As Eli Lilly Halts CETP Inhibitor Trial, Analyst Wonder if Amgen Wasted $300 Million on Same Class of Drug
October 13, 2015
By Mark Terry, BioSpace.com Breaking News Staff
On Sept. 16, 2015, Thousand Oaks, Calif.-based Amgen acquired Naarden, Netherlands-based Dezima Pharma BV for $300 million and up to $1.25 billion in milestone payments. But now analysts are wondering if the company made a mistake.
The concern revolves around a class of cardiac drugs called CETP inhibitors. Back in 2006, Pfizer Inc. was working with the first generation of CETP inhibitors, studying the compound torcetrapib. The drug was believed to raise HDL, the so-called “good cholesterol.” However, an independent safety board halted a 15,000 clinical trial that compared torcetrapib and Pfizer’s Lipitor because 82 patients died taking the combination compared to only 51 patients dying who received only Lipitor.
Pfizer Inc. killed the torcetrapib program and pretty much discontinued HDL research in 2007. Other companies have continued work on CETP inhibitors. Merck & Co. has anacetrapib and Eli Lilly and Company has evacetrapib. Merck has an enormous clinical trial dubbed DEFINE that showed anacetrapib was safe and increased HDL by 150 percent. It went on to initiate another clinical trial, REVEAL, which started in 2011 and includes 30,000 patients comparing ancetrapib with atorvastatin, a generic version of Lipitor, to atorvastatin alone. It’s not expected to be completed until 2017.
Which brings up Eli Lilly and Company , which yesterday announced it was ending its late-stage development of evacetrapib. This very large Phase III study involved 12,095 patients at 540 sites in 37 countries. Company stock plunged more than 10 percent at the news, before rebounding a bit. In this case, the study wasn’t halted because of safety issues, but because an independent data monitoring committee “suggested there was a low probability the study would achieve its primary endpoint based on results to date,” Lilly said in a statement.

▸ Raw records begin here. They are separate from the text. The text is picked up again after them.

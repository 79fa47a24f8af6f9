//! flatconf CLI
//!
//! Entry point for the `flatconf` command-line tool: loads a set of
//! configuration sources in priority order and prints the flattened or
//! merged view.

use clap::{Parser, Subcommand};
use flatconf::{Container, FileSource, FlatMapping};
use std::path::PathBuf;
use std::process;
use tracing_subscriber::{layer::SubscriberExt, util::SubscriberInitExt, EnvFilter};

#[derive(Parser)]
#[command(name = "flatconf")]
#[command(about = "Flatten and merge layered configuration sources", version)]
struct Cli {
    /// Only emit error-level log events
    #[arg(long, global = true)]
    quiet: bool,

    #[command(subcommand)]
    command: Commands,
}

#[derive(Subcommand)]
enum Commands {
    /// Flatten a single JSON or TOML file and print its flat mapping
    Flatten {
        /// Path to the source file
        file: PathBuf,
    },

    /// Merge sources in priority order and print the effective view
    Merge {
        /// Required source file (repeatable; listed order is priority order)
        #[arg(long = "file")]
        files: Vec<PathBuf>,

        /// Optional source file; skipped silently when unreadable
        #[arg(long = "optional-file")]
        optional_files: Vec<PathBuf>,

        /// Highest-priority overrides as flag arguments (after --)
        #[arg(last = true)]
        overrides: Vec<String>,
    },
}

fn main() {
    let cli = Cli::parse();
    init_logging(cli.quiet);

    match cli.command {
        Commands::Flatten { file } => run_flatten(&file),
        Commands::Merge {
            files,
            optional_files,
            overrides,
        } => run_merge(files, optional_files, overrides),
    }
}

fn init_logging(quiet: bool) {
    let directive = if quiet { "flatconf=error" } else { "flatconf=info" };

    tracing_subscriber::registry()
        .with(tracing_subscriber::fmt::layer().with_writer(std::io::stderr))
        .with(
            EnvFilter::from_default_env()
                .add_directive(directive.parse().expect("invalid log directive")),
        )
        .init();
}

fn run_flatten(file: &PathBuf) {
    match FileSource::new(file).load() {
        Ok(Some((mapping, _))) => print_mapping(&mapping),
        Ok(None) => unreachable!("source was not marked optional"),
        Err(e) => {
            eprintln!("Error loading source: {}", e);
            process::exit(1);
        }
    }
}

fn run_merge(files: Vec<PathBuf>, optional_files: Vec<PathBuf>, overrides: Vec<String>) {
    let mut container = Container::new();

    for file in &files {
        if let Err(e) = container.add_file(&FileSource::new(file)) {
            eprintln!("Error loading source: {}", e);
            process::exit(1);
        }
    }
    for file in &optional_files {
        if let Err(e) = container.add_file(&FileSource::new(file).optional()) {
            eprintln!("Error loading source: {}", e);
            process::exit(1);
        }
    }
    if !overrides.is_empty() {
        container.add_args(&overrides);
    }

    print_mapping(container.merged());
}

/// Print a flat mapping as a JSON object of dotted path -> value.
fn print_mapping(mapping: &FlatMapping) {
    let mut out = serde_json::Map::new();
    for (path, value) in mapping.iter() {
        out.insert(path.to_string(), serde_json::Value::String(value.to_string()));
    }
    match serde_json::to_string_pretty(&serde_json::Value::Object(out)) {
        Ok(json) => println!("{}", json),
        Err(e) => {
            eprintln!("Error serializing output: {}", e);
            process::exit(1);
        }
    }
}
//! Structured-document flattener
//!
//! Walks a parsed `serde_json::Value` tree depth-first, pushing a path
//! segment per object member or array index, and records every scalar
//! leaf at its dotted path. TOML documents are converted to the same
//! tree shape first, so both formats flatten identically.

use serde_json::Value;

use crate::mapping::FlatMapping;
use crate::path::PathContext;

/// Flatten a parsed document tree into path -> raw string entries.
///
/// Scalar renderings are stable: booleans as `true`/`false`, numbers
/// via serde_json's display form, strings verbatim. The renderings are
/// re-parsed later according to the *target* type, not the source
/// type. `null` leaves contribute no entry, so an optional target
/// member observes them as absent. An empty object or array at the
/// root yields an empty mapping; a bare root scalar yields a single
/// entry at the empty path.
pub fn flatten_document(root: &Value) -> FlatMapping {
    let mut out = FlatMapping::new();
    let mut ctx = PathContext::new();
    visit(root, &mut ctx, &mut out);
    debug_assert_eq!(ctx.depth(), 0);
    out
}

fn visit(node: &Value, ctx: &mut PathContext, out: &mut FlatMapping) {
    match node {
        Value::Object(members) => {
            for (name, value) in members {
                ctx.push(name.as_str());
                visit(value, ctx, out);
                ctx.pop();
            }
        }
        Value::Array(items) => {
            for (index, value) in items.iter().enumerate() {
                ctx.push(index.to_string());
                visit(value, ctx, out);
                ctx.pop();
            }
        }
        Value::Null => {}
        Value::Bool(b) => out.set(ctx.current(), b.to_string()),
        Value::Number(n) => out.set(ctx.current(), n.to_string()),
        Value::String(s) => out.set(ctx.current(), s.as_str()),
    }
}

/// Convert a TOML value into the JSON tree shape the flattener walks.
pub fn toml_to_json(value: toml::Value) -> Value {
    match value {
        toml::Value::String(s) => Value::String(s),
        toml::Value::Integer(i) => Value::Number(i.into()),
        toml::Value::Float(f) => serde_json::Number::from_f64(f)
            .map(Value::Number)
            .unwrap_or(Value::Null),
        toml::Value::Boolean(b) => Value::Bool(b),
        toml::Value::Datetime(dt) => Value::String(dt.to_string()),
        toml::Value::Array(items) => {
            Value::Array(items.into_iter().map(toml_to_json).collect())
        }
        toml::Value::Table(table) => {
            let members: serde_json::Map<String, Value> = table
                .into_iter()
                .map(|(k, v)| (k, toml_to_json(v)))
                .collect();
            Value::Object(members)
        }
    }
}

Now all heads are turning to Amgen, who just spent $300 million on a company that has a CETP inhibitor, TA-8995. Writing in Forbes today, John LaMattina said, “Amgen appeared to be willing to press ahead in the CETP field despite being years behind with a Phase III program with TA-8995 that, including the obligatory CVOT trial, has a price tag in excess of $500 million? In light of today’s Lilly announcement, Amgen should cut its losses and drop the program.”
Amgen doesn’t seem to be hurting by the news. Though it’s been down recently, it’s showing an upward trend. Shares traded at a high of $176.59 on July 31, dropped to $147.64 on Aug. 24, then further to $132.24 on Sept. 28. However, shares are currently trading for $150.77.
Hannah Ishmael, writing for BidnessEtc yesterday, noted that Amgen stock seems to be recovering after two major sell-offs, also pointing out that the biotech sector has been volatile recently. “During the past two months, Amgen has received approval for a potential blockbuster drug likely to change the cholesterol market dynamics, and entered into two strategic collaborations. It also finalized an acquisition to further expand into the cholesterol market.”
The approval refers to Repatha, a new class of drugs called PCSK-9 inhibitors. Analysts estimate it could hit sales of $2 to $5 billion.